:: Data shown

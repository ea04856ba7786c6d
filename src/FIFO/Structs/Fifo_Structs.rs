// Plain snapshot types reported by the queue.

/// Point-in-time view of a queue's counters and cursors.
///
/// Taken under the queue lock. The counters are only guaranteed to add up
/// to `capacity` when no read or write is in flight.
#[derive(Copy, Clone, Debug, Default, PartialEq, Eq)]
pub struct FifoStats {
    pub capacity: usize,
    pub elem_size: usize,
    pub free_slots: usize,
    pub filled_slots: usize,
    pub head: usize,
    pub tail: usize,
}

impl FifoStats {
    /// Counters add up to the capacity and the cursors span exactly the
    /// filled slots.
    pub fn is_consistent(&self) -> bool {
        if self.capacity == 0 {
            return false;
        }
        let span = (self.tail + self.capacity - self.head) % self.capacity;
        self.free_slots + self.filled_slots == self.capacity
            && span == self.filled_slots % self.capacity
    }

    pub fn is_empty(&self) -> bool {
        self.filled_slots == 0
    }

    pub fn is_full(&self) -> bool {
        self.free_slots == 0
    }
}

::::
:: Data shown

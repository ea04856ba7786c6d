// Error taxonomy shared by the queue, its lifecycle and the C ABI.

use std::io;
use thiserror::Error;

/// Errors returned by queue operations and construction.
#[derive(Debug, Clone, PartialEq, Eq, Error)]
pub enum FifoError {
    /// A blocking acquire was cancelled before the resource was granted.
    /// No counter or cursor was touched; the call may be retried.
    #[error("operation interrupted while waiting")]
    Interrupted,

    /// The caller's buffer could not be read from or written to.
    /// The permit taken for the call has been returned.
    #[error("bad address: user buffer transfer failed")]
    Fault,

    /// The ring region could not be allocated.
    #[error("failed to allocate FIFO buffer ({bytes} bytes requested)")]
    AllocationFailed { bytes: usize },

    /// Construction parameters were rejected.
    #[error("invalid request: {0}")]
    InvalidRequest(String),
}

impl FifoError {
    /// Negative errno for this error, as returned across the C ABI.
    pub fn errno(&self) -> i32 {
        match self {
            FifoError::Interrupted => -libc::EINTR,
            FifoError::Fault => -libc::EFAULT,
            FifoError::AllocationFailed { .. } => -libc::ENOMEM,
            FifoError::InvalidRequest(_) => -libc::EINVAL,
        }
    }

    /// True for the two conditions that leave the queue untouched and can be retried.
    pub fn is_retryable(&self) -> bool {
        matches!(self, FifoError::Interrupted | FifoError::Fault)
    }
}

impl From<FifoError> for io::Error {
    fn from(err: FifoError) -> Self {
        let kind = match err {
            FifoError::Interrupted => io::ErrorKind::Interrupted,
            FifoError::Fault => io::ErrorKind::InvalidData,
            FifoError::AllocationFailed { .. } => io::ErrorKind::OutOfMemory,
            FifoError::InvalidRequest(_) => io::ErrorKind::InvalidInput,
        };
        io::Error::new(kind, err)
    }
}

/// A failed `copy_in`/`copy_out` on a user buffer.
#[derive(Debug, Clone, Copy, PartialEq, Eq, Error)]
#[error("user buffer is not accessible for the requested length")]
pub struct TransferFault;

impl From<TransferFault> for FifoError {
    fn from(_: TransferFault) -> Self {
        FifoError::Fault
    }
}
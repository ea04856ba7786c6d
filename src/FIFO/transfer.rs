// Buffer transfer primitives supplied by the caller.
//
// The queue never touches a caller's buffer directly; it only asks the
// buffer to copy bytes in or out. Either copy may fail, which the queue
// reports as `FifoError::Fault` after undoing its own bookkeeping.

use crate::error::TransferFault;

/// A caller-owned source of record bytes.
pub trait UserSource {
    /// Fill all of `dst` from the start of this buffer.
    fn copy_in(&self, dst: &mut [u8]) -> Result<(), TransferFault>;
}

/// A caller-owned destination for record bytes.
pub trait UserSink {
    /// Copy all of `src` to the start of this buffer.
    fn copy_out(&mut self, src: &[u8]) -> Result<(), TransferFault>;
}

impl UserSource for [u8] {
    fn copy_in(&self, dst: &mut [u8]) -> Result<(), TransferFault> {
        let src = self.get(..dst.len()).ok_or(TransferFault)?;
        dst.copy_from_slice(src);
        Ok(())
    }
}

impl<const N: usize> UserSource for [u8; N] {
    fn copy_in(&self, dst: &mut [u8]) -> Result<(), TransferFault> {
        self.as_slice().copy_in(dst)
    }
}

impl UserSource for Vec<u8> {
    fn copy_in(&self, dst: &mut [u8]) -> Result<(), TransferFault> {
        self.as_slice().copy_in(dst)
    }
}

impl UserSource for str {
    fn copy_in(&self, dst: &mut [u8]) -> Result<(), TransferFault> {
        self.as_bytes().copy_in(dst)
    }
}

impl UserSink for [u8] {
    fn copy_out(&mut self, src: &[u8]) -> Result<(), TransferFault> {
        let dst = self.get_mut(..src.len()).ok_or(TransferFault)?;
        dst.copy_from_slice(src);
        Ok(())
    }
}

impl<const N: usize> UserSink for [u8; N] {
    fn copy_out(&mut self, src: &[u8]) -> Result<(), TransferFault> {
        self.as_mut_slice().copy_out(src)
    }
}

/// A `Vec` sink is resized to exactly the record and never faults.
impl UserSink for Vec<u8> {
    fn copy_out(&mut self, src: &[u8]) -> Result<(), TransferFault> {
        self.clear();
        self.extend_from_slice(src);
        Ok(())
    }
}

::::

Activity:
Your task is to find every line above containing the word "span" and copy it.

Result for this exercise:
    /// Counters add up to the capacity and the cursors span exactly the
        let span = (self.tail + self.capacity - self.head) % self.capacity;
            && span == self.filled_slots % self.capacity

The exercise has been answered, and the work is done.